Employment Law

At-Will Employment

What are some of the most common types of public policy exceptions to the employment-at-will doctrine?

In most states, employers may not fire or discriminate against employees for serving on jury duty, exposing criminality in the workplace, filing a workers’ compensation claim, protecting others from physical danger, or refusing to take a polygraph test.

However, sometimes what seems like good public policy does not result in a favorable outcome for an employee. A good example is the case of Green v. Winston Murphy Bryant (1995) in Pennsylvania. The case involved the employee of a doctor’s office who was terminated after she informed a physician that her physical injuries were the result of a severe beating she endured from her estranged husband. The doctor’s office fired the woman, ostensibly because they feared the estranged husband might pose a danger to the office staff.
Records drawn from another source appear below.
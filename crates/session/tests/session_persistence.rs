//! Persistence behaviour of the session store across process restarts.

use std::sync::Arc;

use binwatch_core::auth::{JwtResponse, User};
use binwatch_session::store::{ACCESS_TOKEN_KEY, USER_KEY};
use binwatch_session::{FileStore, KeyValueStore, MemoryStore, SessionStore};

fn jwt(token: &str, username: &str) -> JwtResponse {
    JwtResponse {
        access_token: token.into(),
        token_type: "Bearer".into(),
        username: username.into(),
    }
}

#[test]
fn login_then_restore_reproduces_session() {
    let dir = tempfile::tempdir().unwrap();
    let path = dir.path().join("session.json");

    let first = SessionStore::new(Arc::new(FileStore::open(&path).unwrap()));
    first.login(&jwt("tok-1", "alice")).unwrap();
    let before = first.snapshot().auth.unwrap();

    let second = SessionStore::new(Arc::new(FileStore::open(&path).unwrap()));
    second.load_from_storage();
    let after = second.snapshot().auth.unwrap();

    assert_eq!(after, before);
    assert_eq!(after.access_token, "tok-1");
    assert_eq!(after.user.username, "alice");
}

#[test]
fn restore_round_trips_full_identity() {
    let storage = Arc::new(MemoryStore::new());
    let user = User {
        id: "u-42".into(),
        username: "bob".into(),
        email: "bob@example.com".into(),
        first_name: Some("Bob".into()),
        last_name: None,
        is_active: true,
        created_at: chrono::Utc::now(),
    };
    storage.set(ACCESS_TOKEN_KEY, "tok-b").unwrap();
    storage.set(USER_KEY, &serde_json::to_string(&user).unwrap()).unwrap();

    let store = SessionStore::new(storage);
    store.load_from_storage();

    let state = store.snapshot();
    assert_eq!(state.user(), Some(&user));
    assert_eq!(state.access_token(), Some("tok-b"));
}

#[test]
fn corrupt_identity_clears_both_keys() {
    let storage = Arc::new(MemoryStore::new());
    storage.set(ACCESS_TOKEN_KEY, "tok-1").unwrap();
    storage.set(USER_KEY, "{not json").unwrap();

    let store = SessionStore::new(storage.clone());
    store.load_from_storage();

    assert!(!store.is_authenticated());
    assert_eq!(storage.get(ACCESS_TOKEN_KEY).unwrap(), None);
    assert_eq!(storage.get(USER_KEY).unwrap(), None);
}

#[test]
fn token_without_identity_clears_token() {
    let storage = Arc::new(MemoryStore::new());
    storage.set(ACCESS_TOKEN_KEY, "tok-1").unwrap();

    let store = SessionStore::new(storage.clone());
    store.load_from_storage();

    assert!(!store.is_authenticated());
    assert_eq!(storage.get(ACCESS_TOKEN_KEY).unwrap(), None);
}

#[test]
fn identity_without_token_clears_identity() {
    let storage = Arc::new(MemoryStore::new());
    let user = serde_json::to_string(&User::from_login("alice")).unwrap();
    storage.set(USER_KEY, &user).unwrap();

    let store = SessionStore::new(storage.clone());
    store.load_from_storage();

    assert!(!store.is_authenticated());
    assert_eq!(storage.get(USER_KEY).unwrap(), None);
}

#[test]
fn corrupt_storage_file_yields_unauthenticated() {
    let dir = tempfile::tempdir().unwrap();
    let path = dir.path().join("session.json");
    std::fs::write(&path, "garbage").unwrap();

    let store = SessionStore::new(Arc::new(FileStore::open(&path).unwrap()));
    store.load_from_storage();
    assert!(!store.is_authenticated());
    // Clearing the unreadable session already repaired the file.
    assert_eq!(std::fs::read_to_string(&path).unwrap().trim(), "{}");

    // The store still works after self-healing.
    store.login(&jwt("tok-2", "carol")).unwrap();
    let reloaded = SessionStore::new(Arc::new(FileStore::open(&path).unwrap()));
    reloaded.load_from_storage();
    assert!(reloaded.is_authenticated());
}

#[test]
fn logout_clears_state_and_storage() {
    let storage = Arc::new(MemoryStore::new());
    let store = SessionStore::new(storage.clone());
    store.login(&jwt("tok-1", "alice")).unwrap();
    assert_eq!(storage.get(ACCESS_TOKEN_KEY).unwrap().as_deref(), Some("tok-1"));

    store.logout();

    assert!(!store.is_authenticated());
    assert_eq!(storage.get(ACCESS_TOKEN_KEY).unwrap(), None);
    assert_eq!(storage.get(USER_KEY).unwrap(), None);
}

#[test]
fn logout_when_already_logged_out_is_harmless() {
    let store = SessionStore::new(Arc::new(MemoryStore::new()));
    store.logout();
    store.logout();
    assert!(!store.is_authenticated());
}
The woman sued, but a reviewing federal district court ruled that Green was an at-will employee who did not have a legal claim. Ms. Green argued that her dismissal violated two public policies protecting employee privacy rights and protecting victims of domestic violence. She pointed out that there was a Pennsylvania law that created a crime victim’s compensation board that applied to domestic violence victims. However, the court pointed out that this law was a general criminal law that did not create a “protected employment class.” The court concluded that “in the absence of any indication that Pennsylvania has established a clear mandate that crime victims generally, or spousal abuse victims specifically, are entitled to benefits or privileges beyond those enumerated in the laws, I must conclude that plaintiff’s dismissal was not in violation of public policy.”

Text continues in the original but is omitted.